Tax News

Cleared the way for the exemption on the sale of SPVs

Guillermo López-Chicheri
insight featured image
A recent binding ruling issued by the Spanish General Directorate of Taxes (GDT) on April 2023 (V0863-23) opens the door to defend the application of the exemption for the transfer of shares provided for in article 21.3 of the Spanish Corporate Income Tax Act, in the case of companies where the material exercise of the activity is not immediate, but requires a significant prior start-up, as happens for instance in the renewable energy or real estate sectors.

In those cases, following a prior binding ruling of August 2021 (V2265-21), the GDT criterion has been to consider the transferred subsidiary as an asset-holding company and, consequently, make the exemption inapplicable, on the grounds that it had not materially initiated the activity [promoting a solar plant, in the case analysed in such ruling], since neither the mere intention or will to carry it out, nor the simple preparatory actions or actions tending to begin the effective development of the activity [processing and obtaining all the required permits for the development of the installation], imply its material commencement. 

In other words, it concluded that the company did not develop an economic activity because it had not materially started it.

However, in the April 2023 ruling, the GDT takes up the criterion it maintained until August 2021, which follows the case law of the Spanish Supreme Court (TS) and National Court (AN) as well as the doctrine of the Spanish highest administrative court (TEAC), according to which "the material commencement of an economic activity is not a necessary condition for assessing the exercise of an economic activity, but rather this qualification must be considered on the basis of the concurrent facts".

The ruling analyses the application of the exemption for the transfer of a subsidiary created for the development and operation of online betting and gaming, at a time when the material activity has not yet begun, but when all the necessary steps have been taken to obtain the licences and permits corresponding to the exercise of this activity.

The GDT states that to determine if the start of an economic activity has occurred, there must be a management, on its own account, of means of production and human resources or one of both, with the purpose of intervening in the production or distribution of goods or services in the market.  This is a question of proof for which, following the abovementioned case law and doctrine, all the concurrent factual elements must be considered, without any one of them being of particular importance taken in isolation.

And it concludes that, in the case at hand, the activity carried out by the subsidiary being transferred "is not a succession of actions merely preparatory to the activity of marketing online gambling but is a link in the aforementioned commercial activity that has determined a sequence of actions clearly aimed at the production or distribution of goods and services in the market".

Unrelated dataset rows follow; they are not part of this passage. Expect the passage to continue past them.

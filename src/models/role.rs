//! Semantic color roles.

use serde::{Deserialize, Serialize};
use std::fmt;
use std::str::FromStr;

/// A semantic role in the generated theme.
///
/// Every [`BaseColors`](super::BaseColors) value carries exactly one color per
/// role, and every palette carries one shade scale per role, in [`ColorRole::ALL`]
/// order.
#[derive(Debug, Clone, Copy, PartialEq, Eq, Hash, PartialOrd, Ord, Serialize, Deserialize)]
#[serde(rename_all = "lowercase")]
pub enum ColorRole {
    /// Main brand color (buttons, links, focus rings).
    Primary,
    /// Supporting color for secondary actions.
    Secondary,
    /// Highlight color, usually a contrasting hue.
    Accent,
    /// Page and surface background.
    Background,
}

impl ColorRole {
    /// All roles in display order.
    pub const ALL: [Self; 4] = [Self::Primary, Self::Secondary, Self::Accent, Self::Background];

    /// Lowercase name used in CSS variables and Tailwind keys.
    #[must_use]
    pub const fn as_str(self) -> &'static str {
        match self {
            Self::Primary => "primary",
            Self::Secondary => "secondary",
            Self::Accent => "accent",
            Self::Background => "background",
        }
    }
}

impl fmt::Display for ColorRole {
    fn fmt(&self, f: &mut fmt::Formatter<'_>) -> fmt::Result {
        f.write_str(self.as_str())
    }
}

impl FromStr for ColorRole {
    type Err = anyhow::Error;

    fn from_str(s: &str) -> Result<Self, Self::Err> {
        Self::ALL
            .into_iter()
            .find(|role| role.as_str().eq_ignore_ascii_case(s.trim()))
            .ok_or_else(|| {
                anyhow::anyhow!(
                    "Unknown color role '{s}'. Expected one of: primary, secondary, accent, background"
                )
            })
    }
}

#[cfg(test)]
mod tests {
    use super::*;

    #[test]
    fn test_parse_roles() {
        assert_eq!("primary".parse::<ColorRole>().unwrap(), ColorRole::Primary);
        assert_eq!(" Accent ".parse::<ColorRole>().unwrap(), ColorRole::Accent);
        assert!("tertiary".parse::<ColorRole>().is_err());
    }

    #[test]
    fn test_serde_names_match_display() {
        for role in ColorRole::ALL {
            let json = serde_json::to_string(&role).unwrap();
            assert_eq!(json, format!("\"{role}\""));
        }
    }
}
//! Configuration management CLI commands.

use crate::cli::common::{load_config, CliError, CliResult};
use crate::config::Config;
use crate::export::ExportFormat;
use clap::{Args, Subcommand};
use serde::Serialize;

/// Configuration management commands
#[derive(Args, Debug)]
pub struct ConfigArgs {
    #[command(subcommand)]
    command: ConfigCommand,
}

#[derive(Subcommand, Debug)]
enum ConfigCommand {
    /// Display current configuration
    Show(ConfigShowArgs),
    /// Set configuration values
    Set(ConfigSetArgs),
}

/// Display current configuration
#[derive(Args, Debug)]
pub struct ConfigShowArgs {
    /// Output as JSON
    #[arg(long)]
    json: bool,
}

/// Set configuration values
#[derive(Args, Debug)]
pub struct ConfigSetArgs {
    /// Default export format
    #[arg(long, value_enum)]
    format: Option<ExportFormat>,

    /// Default color scheme name
    #[arg(long, value_name = "NAME")]
    color_name: Option<String>,

    /// Web server port
    #[arg(long, value_name = "PORT")]
    port: Option<u16>,

    /// Include the built-in presets in initial selection
    #[arg(long, value_name = "BOOL")]
    builtin_presets: Option<bool>,
}

/// JSON-serializable configuration for output
#[derive(Serialize, Debug)]
struct ConfigOutput {
    config_file: Option<String>,
    generator: GeneratorOutput,
    export: ExportOutput,
    server: ServerOutput,
}

#[derive(Serialize, Debug)]
struct GeneratorOutput {
    include_builtin_presets: bool,
    custom_presets: Vec<String>,
}

#[derive(Serialize, Debug)]
struct ExportOutput {
    default_format: String,
    color_name: String,
}

#[derive(Serialize, Debug)]
struct ServerOutput {
    host: String,
    port: u16,
}

impl ConfigArgs {
    /// Execute config subcommand
    pub fn execute(&self) -> CliResult<()> {
        match &self.command {
            ConfigCommand::Show(args) => args.execute(),
            ConfigCommand::Set(args) => args.execute(),
        }
    }
}

impl ConfigShowArgs {
    /// Execute show command
    pub fn execute(&self) -> CliResult<()> {
        let config = load_config()?;

        if self.json {
            output_json(&config)?;
        } else {
            output_human_readable(&config);
        }

        Ok(())
    }
}

impl ConfigSetArgs {
    /// Execute set command
    pub fn execute(&self) -> CliResult<()> {
        if self.format.is_none()
            && self.color_name.is_none()
            && self.port.is_none()
            && self.builtin_presets.is_none()
        {
            return Err(CliError::validation(
                "At least one configuration option must be specified: --format, --color-name, --port, or --builtin-presets",
            ));
        }

        let mut config = load_config()?;

        if let Some(format) = self.format {
            config.export.default_format = format;
        }

        if let Some(name) = &self.color_name {
            if name.trim().is_empty() {
                return Err(CliError::validation("Color name must not be empty"));
            }
            config.export.color_name.clone_from(name);
        }

        if let Some(port) = self.port {
            if port == 0 {
                return Err(CliError::validation("Port must be between 1 and 65535"));
            }
            config.server.port = port;
        }

        if let Some(include) = self.builtin_presets {
            config.generator.include_builtin_presets = include;
        }

        config
            .save()
            .map_err(|e| CliError::io(format!("Failed to save configuration: {e:#}")))?;

        println!("Configuration updated successfully.");

        Ok(())
    }
}

/// Output configuration in JSON format
fn output_json(config: &Config) -> CliResult<()> {
    let output = ConfigOutput {
        config_file: Config::config_file_path()
            .ok()
            .map(|p| p.to_string_lossy().to_string()),
        generator: GeneratorOutput {
            include_builtin_presets: config.generator.include_builtin_presets,
            custom_presets: config
                .generator
                .custom_presets
                .iter()
                .map(|p| p.name.clone())
                .collect(),
        },
        export: ExportOutput {
            default_format: config.export.default_format.to_string(),
            color_name: config.export.color_name.clone(),
        },
        server: ServerOutput {
            host: config.server.host.clone(),
            port: config.server.port,
        },
    };

    let json = serde_json::to_string_pretty(&output)
        .map_err(|e| CliError::io(format!("Failed to serialize configuration to JSON: {}", e)))?;

    println!("{}", json);
    Ok(())
}

/// Output configuration in human-readable format
fn output_human_readable(config: &Config) {
    println!("ColorGenerator Configuration");
    println!("============================");
    println!();

    if let Ok(path) = Config::config_file_path() {
        println!("Config file: {}", path.display());
        println!();
    }

    println!("Generator:");
    println!(
        "  Built-in presets: {}",
        if config.generator.include_builtin_presets {
            "enabled"
        } else {
            "disabled"
        }
    );
    println!("  Custom presets: {}", config.generator.custom_presets.len());
    println!();

    println!("Export:");
    println!("  Default format: {}", config.export.default_format);
    println!("  Color name: {}", config.export.color_name);
    println!();

    println!("Server:");
    println!("  Address: {}:{}", config.server.host, config.server.port);
}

It is deduced from this ruling that the possible classification as an economic activity does not necessarily require its material commencement, but that certain prior actions may constitute an indication of the commencement of such activity, in this case covering the application of the exemption.

Which is very good news that can impact on different sectors of our economy, such as renewable energy or real estate.

However, although the text seems clear, our recommendation, given that it is a question of interpretation, is to analyse on a case-by-case basis the procedures and formalities carried out by the subsidiaries in question without being able to generalise the application of the exemption.